Stereoelectronic Determinants of Color Vision: Engineering Protein Mimics of Pigmented Rhodopsins and Designing New Protein Fusion Tags

The field of protein engineering has undergone phenomenal growth from its inception approximately 20 years ago. A wide variety of topics have been addressed, including the construction of new protein folds, the introduction of metal binding sites that are both structural and catalytic, the development of novel enzymatic activity and the creation and optimization of new ligand binding sites. However, left behind has been the issue of protein/chromophore interactions. Protein-chromophore interactions are a central component of a wide variety of critical biological processes such as color vision and photosynthesis. To understand the fundamental elements that contribute to spectral tuning of a chromophore inside the protein cavity, we redesigned small cyctosolic human proteins to fully encapsulate all-trans-retinal and form a covalent bond as a protonated Schiff base.
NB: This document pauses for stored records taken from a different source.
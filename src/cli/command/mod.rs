pub mod aod;
pub mod overlay;
pub mod wind;

use std::path::{Path, PathBuf};

use anyhow::{Context, Result};
use chrono::{Datelike, Local};

pub use aod::aod;
pub use overlay::overlay;
pub use wind::wind;

use crate::{
    cli::{create_spinner, PipelineArgs},
    config::PipelineConfig,
    error::DataLoadError,
    output::OutputFormat,
    reading::{self, Reading},
    series::TimeRange,
};

pub fn make_output_file_name(kind: &str, format: OutputFormat) -> Result<PathBuf> {
    let today = Local::now();
    let file_name = format!(
        "aodwind-{}-{}-{:02}-{:02}.{}",
        kind,
        today.year(),
        today.month(),
        today.day(),
        format.extension()
    );

    let home = dirs::home_dir().context("cannot locate the home directory")?;
    Ok(home.join(file_name))
}

/// `out.parquet` + `vectors` -> `out-vectors.parquet`
pub fn sibling_path(base: &Path, kind: &str) -> PathBuf {
    let stem = base
        .file_stem()
        .map(|s| s.to_string_lossy().to_string())
        .unwrap_or_else(|| "aodwind".to_string());
    let file_name = match base.extension() {
        Some(ext) => format!("{}-{}.{}", stem, kind, ext.to_string_lossy()),
        None => format!("{}-{}", stem, kind),
    };

    base.with_file_name(file_name)
}

/// Output path for one of several files a command writes.
pub fn output_path(args: &PipelineArgs, kind: &str) -> Result<PathBuf> {
    match &args.output {
        Some(base) => Ok(sibling_path(base, kind)),
        None => make_output_file_name(kind, args.format),
    }
}

pub fn pipeline_config(args: &PipelineArgs) -> Result<PipelineConfig> {
    let range = match (args.start, args.end) {
        (Some(start), Some(end)) => Some(TimeRange::from_civil(start, end, args.tz)?),
        _ => None,
    };

    Ok(PipelineConfig {
        range,
        frequency: args.freq,
        timezone: args.tz,
        ..Default::default()
    })
}

/// Loads a file behind a spinner and logs skipped rows.
pub fn load_with_spinner<R: Reading>(
    path: &Path,
    label: &str,
    config: &PipelineConfig,
) -> Result<R> {
    let bar = create_spinner(format!("Reading {} file...", label));
    let loaded: Result<R, DataLoadError> = reading::load(path, config);

    match loaded {
        Ok(readings) => {
            let diag = readings.diagnostics();
            bar.finish_with_message(format!("{} file read: {}", label, diag));
            diag.log_summary(&path.display().to_string());
            Ok(readings)
        }
        Err(e) => {
            bar.finish_and_clear();
            Err(e).with_context(|| format!("loading {} file `{}`", label, path.display()))
        }
    }
}

pub fn no_data_message(label: &str, config: &PipelineConfig) -> String {
    match &config.range {
        Some(range) => format!("No {} data in range {}", label, range),
        None => format!("No {} data in file", label),
    }
}

// -- Tests -------------------------------------------------------------------
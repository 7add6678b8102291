//! NOAA Integrated Surface Database hourly exports.
//!
//! Wind and temperature arrive as compound fields:
//!
//! ```text
//! WND = direction,direction_quality,type,speed_tenths,speed_quality   e.g. 318,1,N,0036,5
//! TMP = signed_tenths,quality                                         e.g. +0156,5
//! ```
//!
//! The speed quality code is the flag used for filtering.

use chrono::DateTime;
use chrono_tz::Tz;

use crate::{
    config::PipelineConfig,
    error::{DataLoadError, RowDiagnostics, RowParseError},
    series::{parse_measurement, AlignedTable, ColumnRef, Sample, Series, TimestampSpec},
    vector::WindObservation,
};

use super::Reading;

pub const DATE_COLUMN: &str = "DATE";
pub const WND_COLUMN: &str = "WND";
pub const TMP_COLUMN: &str = "TMP";
pub const TIME_FORMAT: &str = "%Y-%m-%dT%H:%M:%S";

const WND_SUBFIELDS: usize = 5;
const TMP_SUBFIELDS: usize = 2;
const SPEED_SCALE: f64 = 0.1;
const TEMPERATURE_DIVISOR: f64 = 10.0;
const TEMPERATURE_MISSING: f64 = 9999.0;

#[derive(Debug, Clone)]
pub struct WindReadings {
    pub observations: Vec<WindObservation>,
    /// Present when the file carries a `TMP` column.
    pub temperature: Option<Series>,
    pub diagnostics: RowDiagnostics,
}

fn subfields(text: &str) -> Vec<&str> {
    text.split([',', ':']).map(str::trim).collect()
}

fn observation_from_wnd(
    row: usize,
    timestamp: DateTime<Tz>,
    text: &str,
) -> Result<WindObservation, RowParseError> {
    let parts = subfields(text);
    if parts.len() != WND_SUBFIELDS {
        return Err(RowParseError::CompoundField {
            row,
            column: WND_COLUMN.to_string(),
            value: text.to_string(),
            expected: WND_SUBFIELDS,
        });
    }

    Ok(WindObservation {
        timestamp,
        direction: parts[0].to_string(),
        magnitude: parts[3].to_string(),
        magnitude_scale: SPEED_SCALE,
        flag: parts[4].to_string(),
    })
}

/// Degrees Celsius, or `None` when missing or not passing `accepted_flag`.
fn temperature_from_tmp(
    row: usize,
    text: &str,
    accepted_flag: &str,
) -> Result<Option<f64>, RowParseError> {
    let parts = subfields(text);
    if parts.len() != TMP_SUBFIELDS {
        return Err(RowParseError::CompoundField {
            row,
            column: TMP_COLUMN.to_string(),
            value: text.to_string(),
            expected: TMP_SUBFIELDS,
        });
    }
    if parts[1] != accepted_flag {
        return Ok(None);
    }

    parse_measurement(parts[0], &[TEMPERATURE_MISSING])
        .map(|v| v.map(|t| t / TEMPERATURE_DIVISOR))
        .map_err(|_| RowParseError::Number {
            row,
            column: TMP_COLUMN.to_string(),
            value: parts[0].to_string(),
        })
}

impl Reading for WindReadings {
    fn skip_rows(_config: &PipelineConfig) -> usize {
        0
    }

    fn diagnostics(&self) -> &RowDiagnostics {
        &self.diagnostics
    }

    fn timestamp_spec() -> TimestampSpec {
        TimestampSpec::new(vec![ColumnRef::Name(DATE_COLUMN.to_string())], TIME_FORMAT)
    }

    fn from_aligned(table: AlignedTable, config: &PipelineConfig) -> Result<Self, DataLoadError> {
        let required = [DATE_COLUMN.to_string(), WND_COLUMN.to_string()];
        let wnd = table.require_columns(&required)?[1];
        let tmp = table.column_index(TMP_COLUMN);
        let accepted_flag = config.accepted_flag.trim();

        let mut diagnostics = table.diagnostics.clone();
        let mut observations = Vec::with_capacity(table.rows.len());
        let mut temperatures = Vec::new();

        for (i, aligned) in table.rows.iter().enumerate() {
            let row = i + 1;
            let wnd_text = aligned.fields.get(wnd).map(String::as_str).unwrap_or("");

            match observation_from_wnd(row, aligned.timestamp, wnd_text) {
                Ok(obs) => observations.push(obs),
                Err(e) => {
                    diagnostics.record(e);
                    continue;
                }
            }

            if let Some(tmp_text) = tmp.and_then(|t| aligned.fields.get(t)) {
                let value = temperature_from_tmp(row, tmp_text, accepted_flag).unwrap_or_else(|e| {
                    diagnostics.record(e);
                    None
                });
                temperatures.push(Sample {
                    timestamp: aligned.timestamp,
                    value,
                });
            }
        }
        if observations.is_empty() {
            return Err(DataLoadError::no_rows(&required, &table.headers));
        }
        diagnostics.parsed = observations.len();

        let temperature = tmp.map(|_| Series::new("temperature", table.timezone, temperatures));

        Ok(WindReadings {
            observations,
            temperature,
            diagnostics,
        })
    }
}

// -- Tests -------------------------------------------------------------------
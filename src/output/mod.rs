//! Writes plot-ready series and vectors to disk.

pub mod csv;
pub mod parquet;

use std::path::Path;

use anyhow::{Context, Result};
use chrono_tz::Tz;
use clap::ValueEnum;

use crate::{series::ResampledSeries, vector::VectorBucket};

#[derive(Debug, Clone, Copy, PartialEq, Eq, Default, ValueEnum)]
pub enum OutputFormat {
    #[default]
    Parquet,
    Csv,
}

impl OutputFormat {
    pub fn extension(&self) -> &'static str {
        match self {
            OutputFormat::Parquet => "parquet",
            OutputFormat::Csv => "csv",
        }
    }
}

pub fn save_lines(
    lines: &[ResampledSeries],
    tz: Tz,
    path: &Path,
    format: OutputFormat,
) -> Result<()> {
    match format {
        OutputFormat::Parquet => parquet::save_lines(lines, tz, path),
        OutputFormat::Csv => csv::save_lines(lines, path),
    }
    .with_context(|| format!("writing series to `{}`", path.display()))
}

pub fn save_vectors(
    vectors: &[VectorBucket],
    tz: Tz,
    path: &Path,
    format: OutputFormat,
) -> Result<()> {
    match format {
        OutputFormat::Parquet => parquet::save_vectors(vectors, tz, path),
        OutputFormat::Csv => csv::save_vectors(vectors, path),
    }
    .with_context(|| format!("writing vectors to `{}`", path.display()))
}
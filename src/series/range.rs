//! Closed civil-time ranges and range selection.

use std::{fmt, str::FromStr};

use chrono::{DateTime, NaiveDate, NaiveDateTime, NaiveTime};
use chrono_tz::Tz;
use thiserror::Error;

use super::{localize, Fold, Series};

const DATETIME_FORMATS: [&str; 4] = [
    "%Y-%m-%dT%H:%M:%S",
    "%Y-%m-%d %H:%M:%S",
    "%Y-%m-%dT%H:%M",
    "%Y-%m-%d %H:%M",
];

#[derive(Debug, Clone, PartialEq, Error)]
pub enum RangeError {
    #[error("`{0}` is not a date (YYYY-MM-DD) or date-time (YYYY-MM-DDTHH:MM[:SS])")]
    Syntax(String),
    #[error("civil time {0} does not exist in {1}")]
    Nonexistent(NaiveDateTime, Tz),
    #[error("range start {start} is after end {end}")]
    Inverted { start: String, end: String },
}

/// A user-supplied range endpoint in civil time.
#[derive(Debug, Clone, Copy, PartialEq)]
pub enum CivilBound {
    Date(NaiveDate),
    DateTime(NaiveDateTime),
}

impl FromStr for CivilBound {
    type Err = RangeError;

    fn from_str(s: &str) -> Result<Self, Self::Err> {
        let s = s.trim();
        for format in DATETIME_FORMATS {
            if let Ok(dt) = NaiveDateTime::parse_from_str(s, format) {
                return Ok(CivilBound::DateTime(dt));
            }
        }

        NaiveDate::parse_from_str(s, "%Y-%m-%d")
            .map(CivilBound::Date)
            .map_err(|_| RangeError::Syntax(s.to_string()))
    }
}

/// Closed interval `[start, end]`, inclusive at both ends.
#[derive(Debug, Clone, PartialEq)]
pub struct TimeRange {
    pub start: DateTime<Tz>,
    pub end: DateTime<Tz>,
}

impl TimeRange {
    pub fn new(start: DateTime<Tz>, end: DateTime<Tz>) -> Result<Self, RangeError> {
        if start > end {
            return Err(RangeError::Inverted {
                start: start.to_rfc3339(),
                end: end.to_rfc3339(),
            });
        }

        Ok(TimeRange { start, end })
    }

    /// A date-only start is local midnight; a date-only end is the last second
    /// of that local day. Repeated civil times widen the range.
    pub fn from_civil(start: CivilBound, end: CivilBound, tz: Tz) -> Result<Self, RangeError> {
        let start_naive = match start {
            CivilBound::Date(d) => d.and_time(NaiveTime::MIN),
            CivilBound::DateTime(dt) => dt,
        };
        let end_naive = match end {
            CivilBound::Date(d) => d.and_hms_opt(23, 59, 59).unwrap_or(d.and_time(NaiveTime::MIN)),
            CivilBound::DateTime(dt) => dt,
        };

        let start = localize(&tz, start_naive, Fold::Earliest)
            .ok_or(RangeError::Nonexistent(start_naive, tz))?;
        let end = localize(&tz, end_naive, Fold::Latest)
            .ok_or(RangeError::Nonexistent(end_naive, tz))?;

        TimeRange::new(start, end)
    }

    pub fn contains(&self, timestamp: &DateTime<Tz>) -> bool {
        self.start <= *timestamp && *timestamp <= self.end
    }
}

impl fmt::Display for TimeRange {
    fn fmt(&self, f: &mut fmt::Formatter<'_>) -> fmt::Result {
        write!(f, "[{}, {}]", self.start.to_rfc3339(), self.end.to_rfc3339())
    }
}

/// Samples with `range.start <= t <= range.end`. An empty result is not an error.
pub fn select_range(series: &Series, range: &TimeRange) -> Series {
    let samples = series
        .samples()
        .iter()
        .filter(|s| range.contains(&s.timestamp))
        .cloned()
        .collect();

    Series::new(series.name(), series.timezone(), samples)
}

// -- Tests -------------------------------------------------------------------

#[cfg(test)]
mod test {
    use chrono::{TimeZone, Utc};
    use chrono_tz::US::Pacific;

    use super::*;
    use crate::series::Sample;

    fn utc(day: u32, hour: u32) -> DateTime<Tz> {
        Utc.with_ymd_and_hms(2024, 3, day, hour, 0, 0)
            .unwrap()
            .with_timezone(&Pacific)
    }

    fn hourly_series() -> Series {
        let samples = (0..24)
            .map(|h| Sample {
                timestamp: utc(9, h),
                value: Some(h as f64),
            })
            .collect();
        Series::new("AOD_500nm", Pacific, samples)
    }

    #[test]
    fn should_parse_bounds() {
        assert_eq!(
            "2024-03-10".parse::<CivilBound>().unwrap(),
            CivilBound::Date(NaiveDate::from_ymd_opt(2024, 3, 10).unwrap())
        );
        assert!(matches!(
            "2024-03-10T01:30".parse::<CivilBound>().unwrap(),
            CivilBound::DateTime(_)
        ));
        assert!(matches!(
            "10/03/2024".parse::<CivilBound>(),
            Err(RangeError::Syntax(_))
        ));
    }

    #[test]
    fn should_include_both_endpoints() {
        let series = hourly_series();
        let range = TimeRange::new(utc(9, 4), utc(9, 6)).unwrap();

        let selected = select_range(&series, &range);

        let values: Vec<Option<f64>> = selected.samples().iter().map(|s| s.value).collect();
        assert_eq!(values, vec![Some(4.0), Some(5.0), Some(6.0)]);
    }

    #[test]
    fn should_return_empty_series_outside_data() {
        let series = hourly_series();
        let range = TimeRange::new(utc(20, 0), utc(21, 0)).unwrap();

        let selected = select_range(&series, &range);

        assert!(selected.is_empty());
        assert_eq!(selected.name(), "AOD_500nm");
    }

    #[test]
    fn should_reject_inverted_range() {
        assert!(matches!(
            TimeRange::new(utc(10, 0), utc(9, 0)),
            Err(RangeError::Inverted { .. })
        ));
    }

    #[test]
    fn should_expand_whole_civil_days_across_dst() {
        let day = NaiveDate::from_ymd_opt(2024, 3, 10).unwrap();
        let range =
            TimeRange::from_civil(CivilBound::Date(day), CivilBound::Date(day), Pacific).unwrap();

        assert_eq!(range.start.to_rfc3339(), "2024-03-10T00:00:00-08:00");
        assert_eq!(range.end.to_rfc3339(), "2024-03-10T23:59:59-07:00");
        // 23 hour civil day
        assert_eq!((range.end - range.start).num_seconds(), 23 * 3600 - 1);
    }

    #[test]
    fn should_widen_ambiguous_end() {
        let end: CivilBound = "2024-11-03T01:30:00".parse().unwrap();
        let start: CivilBound = "2024-11-03".parse().unwrap();

        let range = TimeRange::from_civil(start, end, Pacific).unwrap();

        assert_eq!(range.end.to_rfc3339(), "2024-11-03T01:30:00-08:00");
    }
}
These systems, using rational mutagenesis, have led to restructuring of the electrostatic environment within the binding pocket of the host protein, enabling the regulation of the absorption maximum of the pigment over 200 nm. So far our work has shown that the manipulation of the electrostatic potential projected by the protein onto the chromophore has a powerful effect on the absorption properties of the ligand. We have parlayed these results towards developing new protein fusion tags and pH responsive protein dyes.